How To Get Ready For Medicare

How to get ready for MedicareSo, you are about to turn 65 years of age. The big elephant in the room is “Have you researched Medicare?”. If not, it is likely you are doing so right now. If you are wondering how to get ready for Medicare, we can help! In Home Care Advisors would like talk about the top things you should know about Medicare. You have Medicare coverage choices. It is important to be informed on what those choices are. We hope that this article will allow you to continue to be more independent in your senior years. Understanding what is covered and what is not through Medicare, and the different types of Medicare plans (A, B, C & D) will allow you to make more informed decisions. These decisions are ones that can affect your health, finances and overall wellbeing.

One of the best ways to learn ‘How To Get Ready For Medicare’ is to learn the facts!

FAQ’s about Medicare

  • When does Medicare Start?

You are either automatically enrolled on your 65th birthday or can sign up for Medicare 3 months before your 65th birthday and 4 months into your 65th year of life.

  • When is Medicare Enrollment Automatic?

If you have been paying Medicare Payroll Taxes and are getting Social Security, on your 65th birthday you will be automatically enrolled in Medicare Part A & B.

  • Do I need to Sign Up for Medicare?

If you are not getting Social Security in anyway, you will then have to physically sign up for Medicare in the timeframe mentioned above.

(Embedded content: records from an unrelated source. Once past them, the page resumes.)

//! Entity trait - common interface for all session record types

use serde::{de::DeserializeOwned, Serialize};

use crate::core::identity::EntityId;

/// Common trait for all session records managed by an accumulator
pub trait Entity: Serialize + DeserializeOwned {
    /// The entity type prefix (e.g., "ASSET", "RISK")
    const PREFIX: &'static str;

    /// Get the record's unique ID
    fn id(&self) -> &EntityId;

    /// Get the record's display name
    fn name(&self) -> &str;
}

/// Four-level qualitative rating shared across entity types
/// (business value importance, security need level, objective impact)
#[derive(
    Debug, Clone, Copy, PartialEq, Eq, PartialOrd, Ord, Hash, serde::Serialize, serde::Deserialize,
)]
#[serde(rename_all = "lowercase")]
#[derive(Default)]
pub enum Importance {
    Low,
    #[default]
    Medium,
    High,
    Critical,
}

impl Importance {
    /// All levels, lowest first
    pub fn all() -> &'static [Importance] {
        &[
            Importance::Low,
            Importance::Medium,
            Importance::High,
            Importance::Critical,
        ]
    }
}

impl std::fmt::Display for Importance {
    fn fmt(&self, f: &mut std::fmt::Formatter<'_>) -> std::fmt::Result {
        match self {
            Importance::Low => write!(f, "low"),
            Importance::Medium => write!(f, "medium"),
            Importance::High => write!(f, "high"),
            Importance::Critical => write!(f, "critical"),
        }
    }
}

impl std::str::FromStr for Importance {
    type Err = String;

    fn from_str(s: &str) -> Result<Self, Self::Err> {
        match s.to_lowercase().as_str() {
            "low" => Ok(Importance::Low),
            "medium" => Ok(Importance::Medium),
            "high" => Ok(Importance::High),
            "critical" => Ok(Importance::Critical),
            _ => Err(format!("Unknown importance: {}", s)),
        }
    }
}

#[cfg(test)]
mod tests {
    use super::*;

    #[test]
    fn test_importance_ordering() {
        assert!(Importance::Low < Importance::Medium);
        assert!(Importance::High < Importance::Critical);
    }

    #[test]
    fn test_importance_roundtrip() {
        for level in Importance::all() {
            let parsed: Importance = level.to_string().parse().unwrap();
            assert_eq!(*level, parsed);
        }
    }
}
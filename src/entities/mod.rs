//! Entity type definitions
//!
//! The session accumulates the following record types across the five
//! workshops:
//!
//! **Workshop 1 (socle de sécurité):**
//! - [`Scope`] - study perimeter with constraints and assumptions
//! - [`Stakeholder`] - interested parties and their needs
//! - [`BusinessValue`] - what the organization wants to protect
//! - [`SecurityCriterion`] / [`SecurityNeed`] - required security levels
//! - [`Asset`] - supporting assets (biens supports)
//!
//! **Workshop 2 (sources de risque):**
//! - [`RiskSource`] / [`TargetedObjective`] / [`SourceObjectivePair`]
//!
//! **Workshops 3-4 (scénarios):**
//! - [`StrategicScenario`] / [`OperationalScenario`] with embedded controls
//! - [`Threat`] - standalone threat catalog
//! - [`Risk`] - flattened scoring record feeding the report
//!
//! **Workshop 5 (traitement):**
//! - [`RiskTreatment`] with measures and residual risk
//! - [`MonitoringEntry`] - continuous improvement plan

pub mod asset;
pub mod business_value;
pub mod context;
pub mod risk;
pub mod risk_source;
pub mod scenario;
pub mod security;
pub mod threat;
pub mod treatment;

pub use asset::{Asset, AssetKind};
pub use business_value::BusinessValue;
pub use context::{Scope, Stakeholder};
pub use risk::{Risk, RiskBand};
pub use risk_source::{Capabilities, RiskSource, SourceCategory, SourceObjectivePair, TargetedObjective};
pub use scenario::{
    AttackMode, AttackModeKind, Control, ControlKind, OperatingMode, OperationalScenario,
    StrategicScenario,
};
pub use security::{CriterionKind, LevelScale, SecurityCriterion, SecurityNeed};
pub use threat::Threat;
pub use treatment::{Frequency, Measure, MeasureStatus, MonitoringEntry, ResidualRisk, RiskTreatment, TreatmentKind};
//! Export/share collaborator contract
//!
//! Two opaque operations with no further contract than success or
//! failure. A failure is surfaced to the user once and never touches
//! session state.

use thiserror::Error;

/// Errors reported by an export collaborator
#[derive(Debug, Error)]
pub enum ExportError {
    #[error("PDF generation failed: {0}")]
    Pdf(String),

    #[error("report sharing failed: {0}")]
    Share(String),

    #[error("export is not available in this build")]
    Unavailable,
}

/// External collaborator producing and distributing the report
pub trait Exporter {
    fn generate_pdf(&self) -> Result<(), ExportError>;

    fn share_report(&self) -> Result<(), ExportError>;
}

/// Stub exporter used when no real collaborator is wired in
#[derive(Debug, Default, Clone, Copy)]
pub struct NoopExporter;

impl Exporter for NoopExporter {
    fn generate_pdf(&self) -> Result<(), ExportError> {
        Err(ExportError::Unavailable)
    }

    fn share_report(&self) -> Result<(), ExportError> {
        Err(ExportError::Unavailable)
    }
}

#[cfg(test)]
mod tests {
    use super::*;

    #[test]
    fn test_noop_exporter_fails_gracefully() {
        let exporter = NoopExporter;
        assert!(matches!(
            exporter.generate_pdf(),
            Err(ExportError::Unavailable)
        ));
        assert!(matches!(
            exporter.share_report(),
            Err(ExportError::Unavailable)
        ));
    }
}
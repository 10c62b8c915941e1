//! Security criteria and security needs (Workshop 1)

use serde::{Deserialize, Serialize};

use crate::core::accumulator::{Validate, ValidationErrors};
use crate::core::entity::{Entity, Importance};
use crate::core::identity::{EntityId, EntityPrefix};

/// Classical security criterion family
#[derive(Debug, Clone, Copy, PartialEq, Eq, Hash, Serialize, Deserialize)]
#[serde(rename_all = "lowercase")]
#[derive(Default)]
pub enum CriterionKind {
    #[default]
    Confidentiality,
    Integrity,
    Availability,
}

impl CriterionKind {
    pub fn all() -> &'static [CriterionKind] {
        &[
            CriterionKind::Confidentiality,
            CriterionKind::Integrity,
            CriterionKind::Availability,
        ]
    }
}

impl std::fmt::Display for CriterionKind {
    fn fmt(&self, f: &mut std::fmt::Formatter<'_>) -> std::fmt::Result {
        match self {
            CriterionKind::Confidentiality => write!(f, "confidentiality"),
            CriterionKind::Integrity => write!(f, "integrity"),
            CriterionKind::Availability => write!(f, "availability"),
        }
    }
}

/// Textual description of what each rating level means for a criterion
#[derive(Debug, Clone, Default, Serialize, Deserialize)]
pub struct LevelScale {
    pub low: String,
    pub medium: String,
    pub high: String,
    pub critical: String,
}

/// A security criterion with its per-level rating scale
#[derive(Debug, Clone, Serialize, Deserialize)]
pub struct SecurityCriterion {
    pub id: EntityId,

    pub name: String,

    pub description: String,

    #[serde(rename = "type")]
    pub kind: CriterionKind,

    #[serde(default)]
    pub scale: LevelScale,
}

impl SecurityCriterion {
    pub fn new(name: String, description: String, kind: CriterionKind) -> Self {
        Self {
            id: EntityId::new(EntityPrefix::Crit),
            name,
            description,
            kind,
            scale: LevelScale::default(),
        }
    }
}

impl Entity for SecurityCriterion {
    const PREFIX: &'static str = "CRIT";

    fn id(&self) -> &EntityId {
        &self.id
    }

    fn name(&self) -> &str {
        &self.name
    }
}

impl Validate for SecurityCriterion {
    fn validate(&self) -> ValidationErrors {
        let mut errors = ValidationErrors::new();
        errors.require_non_blank("name", &self.name);
        errors.require_non_blank("description", &self.description);
        errors
    }
}

/// Required security level for a business value under a criterion.
/// A many-to-many join with an annotation: both sides are referenced by
/// id, never owned.
#[derive(Debug, Clone, Serialize, Deserialize)]
pub struct SecurityNeed {
    pub id: EntityId,

    pub business_value: EntityId,

    pub criterion: EntityId,

    pub level: Importance,

    pub justification: String,
}

impl SecurityNeed {
    pub fn new(
        business_value: EntityId,
        criterion: EntityId,
        level: Importance,
        justification: String,
    ) -> Self {
        Self {
            id: EntityId::new(EntityPrefix::Need),
            business_value,
            criterion,
            level,
            justification,
        }
    }
}

impl Entity for SecurityNeed {
    const PREFIX: &'static str = "NEED";

    fn id(&self) -> &EntityId {
        &self.id
    }

    fn name(&self) -> &str {
        &self.justification
    }
}

impl Validate for SecurityNeed {
    fn validate(&self) -> ValidationErrors {
        let mut errors = ValidationErrors::new();
        errors.require_non_blank("justification", &self.justification);
        errors
    }
}
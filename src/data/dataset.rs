// Copyright 2021 The rust-pretrain Authors
// Licensed under the Apache License, Version 2.0 (the "License");
// you may not use this file except in compliance with the License.
// You may obtain a copy of the License at
//     http://www.apache.org/licenses/LICENSE-2.0
// Unless required by applicable law or agreed to in writing, software
// distributed under the License is distributed on an "AS IS" BASIS,
// WITHOUT WARRANTIES OR CONDITIONS OF ANY KIND, either express or implied.
// See the License for the specific language governing permissions and
// limitations under the License.

use crate::common::error::PretrainError;
use rust_tokenizers::tokenizer::{Tokenizer, TruncationStrategy};
use rust_tokenizers::vocab::{BertVocab, Vocab};
use std::fs;
use std::path::{Path, PathBuf};
use tracing::info;

/// Label value ignored by the language modelling losses.
pub const IGNORE_INDEX: i64 = -100;

/// # Single training example
#[derive(Debug, Clone, PartialEq)]
pub enum Example {
    /// Token sequence used both as input and as the source of the training signal (ELECTRA)
    Sequence(Vec<i64>),
    /// Input tokens with aligned next-token labels (causal language modelling)
    Pair { input: Vec<i64>, label: Vec<i64> },
}

/// # Indexable collection of fixed-length examples
pub trait Dataset: Send + Sync {
    fn len(&self) -> usize;

    fn is_empty(&self) -> bool {
        self.len() == 0
    }

    fn get(&self, index: usize) -> Result<Example, PretrainError>;
}

/// # Special token ids of a BERT vocabulary
#[derive(Debug, Clone, Copy, PartialEq, Eq)]
pub struct SpecialTokens {
    pub pad: i64,
    pub mask: i64,
    pub cls: i64,
    pub sep: i64,
    pub unk: i64,
}

impl SpecialTokens {
    pub fn from_vocab(vocab: &BertVocab) -> SpecialTokens {
        SpecialTokens {
            pad: vocab.token_to_id(BertVocab::pad_value()),
            mask: vocab.token_to_id(BertVocab::mask_value()),
            cls: vocab.token_to_id(BertVocab::cls_value()),
            sep: vocab.token_to_id(BertVocab::sep_value()),
            unk: vocab.token_to_id(BertVocab::unknown_value()),
        }
    }

    /// Ids that must never be selected for masking.
    pub fn all_special_ids(&self) -> Vec<i64> {
        vec![self.pad, self.mask, self.cls, self.sep, self.unk]
    }
}

/// Lists the `.txt` corpus files under `path` (or `path` itself if it is a file), sorted by name.
pub fn corpus_files(path: &Path) -> Result<Vec<PathBuf>, PretrainError> {
    if path.is_file() {
        return Ok(vec![path.to_path_buf()]);
    }
    let entries = fs::read_dir(path).map_err(|e| {
        PretrainError::DataError(format!(
            "couldn't load training data from {}: {}",
            path.display(),
            e
        ))
    })?;
    let mut files = entries
        .flatten()
        .map(|entry| entry.path())
        .filter(|file| file.is_file() && file.extension().map_or(false, |ext| ext == "txt"))
        .collect::<Vec<PathBuf>>();
    files.sort();
    if files.is_empty() {
        return Err(PretrainError::DataError(format!(
            "no .txt training files in {}",
            path.display()
        )));
    }
    Ok(files)
}

fn read_documents(file: &Path) -> Result<Vec<String>, PretrainError> {
    Ok(fs::read_to_string(file)?
        .lines()
        .map(str::trim)
        .filter(|line| !line.is_empty())
        .map(String::from)
        .collect())
}

/// # Causal language modelling dataset
/// The corpus is tokenized into one token stream per file (documents separated by `[SEP]`),
/// cut into blocks of `max_len + 1` tokens. Inputs are the first `max_len` tokens of a block,
/// labels the last `max_len` (shifted by one). The trailing partial block of a file is padded,
/// padded label positions are set to `IGNORE_INDEX`.
pub struct DatasetForAutoRegressive {
    blocks: Vec<Vec<i64>>,
    max_len: usize,
    pad_token_id: i64,
}

impl DatasetForAutoRegressive {
    pub fn from_directory<T, P>(
        tokenizer: &T,
        max_len: usize,
        dir_path: P,
    ) -> Result<DatasetForAutoRegressive, PretrainError>
    where
        T: Tokenizer<BertVocab>,
        P: AsRef<Path>,
    {
        let special_tokens = SpecialTokens::from_vocab(tokenizer.vocab());
        let files = corpus_files(dir_path.as_ref())?;

        let mut streams = Vec::with_capacity(files.len());
        for file in &files {
            let mut stream = vec![];
            for document in read_documents(file)? {
                let tokens = tokenizer.tokenize(&document);
                stream.extend(tokenizer.convert_tokens_to_ids(tokens.as_slice()));
                stream.push(special_tokens.sep);
            }
            streams.push(stream);
        }
        let dataset = DatasetForAutoRegressive::from_token_streams(
            streams,
            max_len,
            special_tokens.pad,
        )?;
        info!(
            "Loaded {} blocks of {} tokens from {} file(s) in {}",
            dataset.len(),
            max_len + 1,
            files.len(),
            dir_path.as_ref().display()
        );
        Ok(dataset)
    }

    /// Builds the dataset from already tokenized streams.
    pub fn from_token_streams(
        streams: Vec<Vec<i64>>,
        max_len: usize,
        pad_token_id: i64,
    ) -> Result<DatasetForAutoRegressive, PretrainError> {
        if max_len == 0 {
            return Err(PretrainError::InvalidConfigurationError(
                "max_len must be strictly positive".to_string(),
            ));
        }
        let block_len = max_len + 1;
        let mut blocks = vec![];
        for stream in streams {
            // a block needs at least one (input, label) pair
            for chunk in stream.chunks(block_len).filter(|chunk| chunk.len() > 1) {
                let mut block = chunk.to_vec();
                block.resize(block_len, pad_token_id);
                blocks.push(block);
            }
        }
        if blocks.is_empty() {
            return Err(PretrainError::DataError(
                "the corpus does not contain any trainable token block".to_string(),
            ));
        }
        Ok(DatasetForAutoRegressive {
            blocks,
            max_len,
            pad_token_id,
        })
    }
}

impl Dataset for DatasetForAutoRegressive {
    fn len(&self) -> usize {
        self.blocks.len()
    }

    fn get(&self, index: usize) -> Result<Example, PretrainError> {
        let block = self.blocks.get(index).ok_or_else(|| {
            PretrainError::DataError(format!(
                "index {} is out of bounds, the dataset has {} samples",
                index,
                self.blocks.len()
            ))
        })?;
        let input = block[..self.max_len].to_vec();
        let label = block[1..]
            .iter()
            .map(|&token| {
                if token == self.pad_token_id {
                    IGNORE_INDEX
                } else {
                    token
                }
            })
            .collect();
        Ok(Example::Pair { input, label })
    }
}

/// # ELECTRA pretraining dataset
/// One example per non-empty line, encoded as `[CLS] tokens [SEP]`, truncated and padded to `max_len`.
pub struct ElectraDataset {
    sequences: Vec<Vec<i64>>,
}

impl ElectraDataset {
    pub fn from_path<T, P>(
        tokenizer: &T,
        max_len: usize,
        data_path: P,
    ) -> Result<ElectraDataset, PretrainError>
    where
        T: Tokenizer<BertVocab>,
        P: AsRef<Path>,
    {
        if max_len < 3 {
            return Err(PretrainError::InvalidConfigurationError(format!(
                "max_len must leave room for [CLS] and [SEP] (got {})",
                max_len
            )));
        }
        let pad_token_id = SpecialTokens::from_vocab(tokenizer.vocab()).pad;
        let files = corpus_files(data_path.as_ref())?;

        let mut sequences = vec![];
        for file in &files {
            for document in read_documents(file)? {
                let mut token_ids = tokenizer
                    .encode(
                        &document,
                        None,
                        max_len,
                        &TruncationStrategy::LongestFirst,
                        0,
                    )
                    .token_ids;
                token_ids.resize(max_len, pad_token_id);
                sequences.push(token_ids);
            }
        }
        if sequences.is_empty() {
            return Err(PretrainError::DataError(format!(
                "no documents found in {}",
                data_path.as_ref().display()
            )));
        }
        info!(
            "Loaded {} sequences of {} tokens from {} file(s)",
            sequences.len(),
            max_len,
            files.len()
        );
        Ok(ElectraDataset { sequences })
    }

    pub fn from_sequences(sequences: Vec<Vec<i64>>) -> ElectraDataset {
        ElectraDataset { sequences }
    }
}

impl Dataset for ElectraDataset {
    fn len(&self) -> usize {
        self.sequences.len()
    }

    fn get(&self, index: usize) -> Result<Example, PretrainError> {
        self.sequences
            .get(index)
            .cloned()
            .map(Example::Sequence)
            .ok_or_else(|| {
                PretrainError::DataError(format!(
                    "index {} is out of bounds, the dataset has {} samples",
                    index,
                    self.sequences.len()
                ))
            })
    }
}
// Copyright 2021 The rust-pretrain Authors
// Licensed under the Apache License, Version 2.0 (the "License");
// you may not use this file except in compliance with the License.
// You may obtain a copy of the License at
//     http://www.apache.org/licenses/LICENSE-2.0
// Unless required by applicable law or agreed to in writing, software
// distributed under the License is distributed on an "AS IS" BASIS,
// WITHOUT WARRANTIES OR CONDITIONS OF ANY KIND, either express or implied.
// See the License for the specific language governing permissions and
// limitations under the License.

//! # Pretraining datasets and batch loading
//!
//! Datasets are built from plain `.txt` corpora with a BERT WordPiece tokenizer and
//! served as fixed-length examples. `DataLoader`s batch a subset of a dataset, optionally
//! shuffled with a per-epoch seeded permutation.

mod dataset;
mod loader;

pub use dataset::{
    corpus_files, Dataset, DatasetForAutoRegressive, ElectraDataset, Example, SpecialTokens,
    IGNORE_INDEX,
};
pub use loader::{random_split, Batch, BatchIter, DataLoader};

If you missed that time frame, no need to worry, Medicare open enrollment is during Jan 1st and March 31st of every year. This allows people to sign up even years after they turn 65, but you may have to pay a penalty. Also, if you are enrolling in the open enrollment period, it is important to keep that in mind that your coverage will go into effect July 1st of that year and not immediately.

What are the types of Medicare?

There are 4 types of Medicare

  • Part A Medicare – Helps cover the costs of Impatient Treatments & Care as well as some In Home Care Services.
  • Part B Medicare – Helps cover the costs of Outpatient Treatments & Care, as well as some In Home Care Services.
  • Part C Medicare (Also known as Medicare Advantage) – This is a privately-owned option that usually offers more coverages (commonly vision & hearing) and an out of pocket expense cap.
  • Part D Medicare – Prescription drug coverage.

What are the Pros & Cons of the different Medicare types?

Medicare Part A & B –

  • Pros: Premiums based on Monthly Income, Coverage available at any office that Accepts Medicare, Helps cut the Costs of Traditional Healthcare visits & treatments.
  • Cons: There are Premiums, Co-pays, there is No cap on Out-Of-Pocket expenses, does Not include Drug Coverage, Penalty for not Signing up at age 65.

Medicare Part C –

  • Pros: Greater Coverage Possibilities, More Plan Options because it is Privately-Owned, there is a Cap on Out-Of-Pocket Expenses.
  • Cons: Premiums are usually Higher, You must find a Provider that accepts your Specific Plan (not just Medicare), Because they are privately owned each plan has different coverages and limitations, so it is important to pick a plan that meets your health needs specifically.

Medicare Part D –

  • Pros: Helps cover Prescription Drug Costs, Coverage Available any place that Accepts Medicare.
  • Cons: Premiums, Copays, and other ongoing costs, does not cover all prescribed drugs, can Affect Coverage of Existing Healthcare Plan, Applying for Part D will Disenroll you, if you currently have Medicare Advantage (Part C Medicare) and vice-versa.

Understand How to get ready for Medicare & Use it Wisely

There is no master plan that fits all. Your health history and status play a major role in which type of Medicare plan(s) will work for you. The one thing we can tell you is that understanding Medicare is a critical aspect of aging independently. Yes, we all wish we could trust everyone we encounter. However, if there is one thing these years have taught us it is that’s not a likely probability. And in the end, you and your family are the ones left with the bill. This is something we can prevent, so we share!